Madame Cazarian, je travaille depuis de longs mois à la création d'emplois étudiants mais le sujet est d'une extrême complexité. Les règles de la fonction publique exigent en effet que tout règlement paye un service fait. Soit on établit des contrats longs et les étudiants sont payés à l'échéance, ce qui n'est pas possible car ce peut être très tard, soit on rédige autant de contrats qu'il y a de périodes d'emploi, provoquant un enfer administratif, si bien que cela ne se fait pas non plus. Nous envisageons donc de créer un Chèque emploi étudiant sur le modèle du Chèque emploi service. Nous allons y parvenir, même si la chose est compliquée car les étudiants ne peuvent basculer dans le salariat sous peine de perdre les avantages attachés à leur statut.

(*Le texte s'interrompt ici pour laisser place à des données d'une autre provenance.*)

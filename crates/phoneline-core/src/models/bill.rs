//! Monthly bill model
//!
//! Accumulates the charges of one billing cycle for one phone line.

use rust_decimal::Decimal;
use serde::{Deserialize, Serialize};

use super::ContractKind;

/// Cost accumulator for a single billing cycle
///
/// Fixed costs (fees, deposits, carried balances) and billed minutes make up
/// the total. Free minutes are tracked for reporting but never cost anything.
#[derive(Debug, Clone, Default, PartialEq, Serialize, Deserialize)]
pub struct Bill {
    /// Rate plan the cycle is billed under (unset until a contract binds it)
    pub plan: Option<ContractKind>,

    /// Cost per billed minute
    pub minute_rate: Decimal,

    /// Sum of all fixed charges and credits for the cycle
    pub fixed_cost: Decimal,

    /// Minutes consumed from an included allotment
    pub free_minutes: u32,

    /// Minutes charged at `minute_rate`
    pub billed_minutes: u32,
}

/// Serializable breakdown of a bill
#[derive(Debug, Clone, PartialEq, Serialize, Deserialize)]
pub struct BillSummary {
    pub plan: Option<ContractKind>,
    pub fixed_cost: Decimal,
    pub free_minutes: u32,
    pub billed_minutes: u32,
    pub minute_rate: Decimal,
    pub billed_minutes_cost: Decimal,
    pub total: Decimal,
}

impl Bill {
    pub fn new() -> Self {
        Self::default()
    }

    /// Set the rate plan and per-minute cost
    pub fn set_rates(&mut self, plan: ContractKind, minute_rate: Decimal) {
        self.plan = Some(plan);
        self.minute_rate = minute_rate;
    }

    /// Add a fixed charge; negative amounts are credits
    pub fn add_fixed_cost(&mut self, amount: Decimal) {
        self.fixed_cost += amount;
    }

    /// Add minutes charged at the current rate
    ///
    /// Counters saturate at `u32::MAX` instead of wrapping.
    pub fn add_billed_minutes(&mut self, minutes: u32) {
        self.billed_minutes = self.billed_minutes.saturating_add(minutes);
    }

    /// Add minutes consumed from an included allotment
    pub fn add_free_minutes(&mut self, minutes: u32) {
        self.free_minutes = self.free_minutes.saturating_add(minutes);
    }

    /// Cost of the billed minutes alone
    #[inline]
    pub fn billed_minutes_cost(&self) -> Decimal {
        Decimal::from(self.billed_minutes) * self.minute_rate
    }

    /// Total cost of the cycle, rounded to cents
    #[inline]
    pub fn cost(&self) -> Decimal {
        (self.billed_minutes_cost() + self.fixed_cost).round_dp(2)
    }

    /// Get a serializable breakdown of the bill
    pub fn summary(&self) -> BillSummary {
        BillSummary {
            plan: self.plan,
            fixed_cost: self.fixed_cost,
            free_minutes: self.free_minutes,
            billed_minutes: self.billed_minutes,
            minute_rate: self.minute_rate,
            billed_minutes_cost: self.billed_minutes_cost(),
            total: self.cost(),
        }
    }
}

Avant d'instituer une aide globale autonomie, il faut recenser toutes les aides existantes ; pour cette raison, nous commencerons par créer un guichet unique, ce qui est en soi un travail de longue haleine. Nous nous y employons depuis plus de dix-mois avec l'Union nationale des étudiants de France (UNEF) et la Fédération des associations générales étudiantes (FAGE) et nous progressons.

Certaines banques ont accepté de reporter le remboursement des prêts étudiants et nous les y encourageons, comme nous encourageons les opérateurs de télécommunication à faire un geste en faveur des étudiants contraints de suivre des enseignements à distance, mais si nous pouvons procéder à d'amicales pressions, il nous est difficile de les contraindre à reporter le remboursement des emprunts. Aussi 32 millions d'euros sont-ils consacrés à la garantie de prêts étudiants par l'État, qui peut prendre le relais des remboursements en cas de défaut de l'étudiant emprunteur.

Madame Gaillot, je sais la difficulté particulière liée au genre, et c'est pourquoi nous avons favorisé, pendant les deux confinements, des aides de deux types : des aides alimentaires, mais aussi des aides sous la forme de produits d'hygiène de première nécessité dont certains produits à l'usage des femmes. Je suppose qu'en parlant de médicaments vous pensiez à la contraception. Grâce au produit de la contribution de vie étudiante et de campus, des centres de santé ont été installés dans les universités ; peuvent y être consultés des médecins généralistes et aussi des médecins spécialistes dont des gynécologues, ce qui a favorisé l'accompagnement des jeunes femmes, y compris par la prescription de contraception médicamenteuse. Des efforts restent à faire de ce point de vue, mais ces possibilités participent de l'accompagnement défini dans l'urgence du premier confinement et répété lors du deuxième, car nous avons constaté à quel point il est nécessaire, singulièrement pour les étudiantes dont la situation est très précaire.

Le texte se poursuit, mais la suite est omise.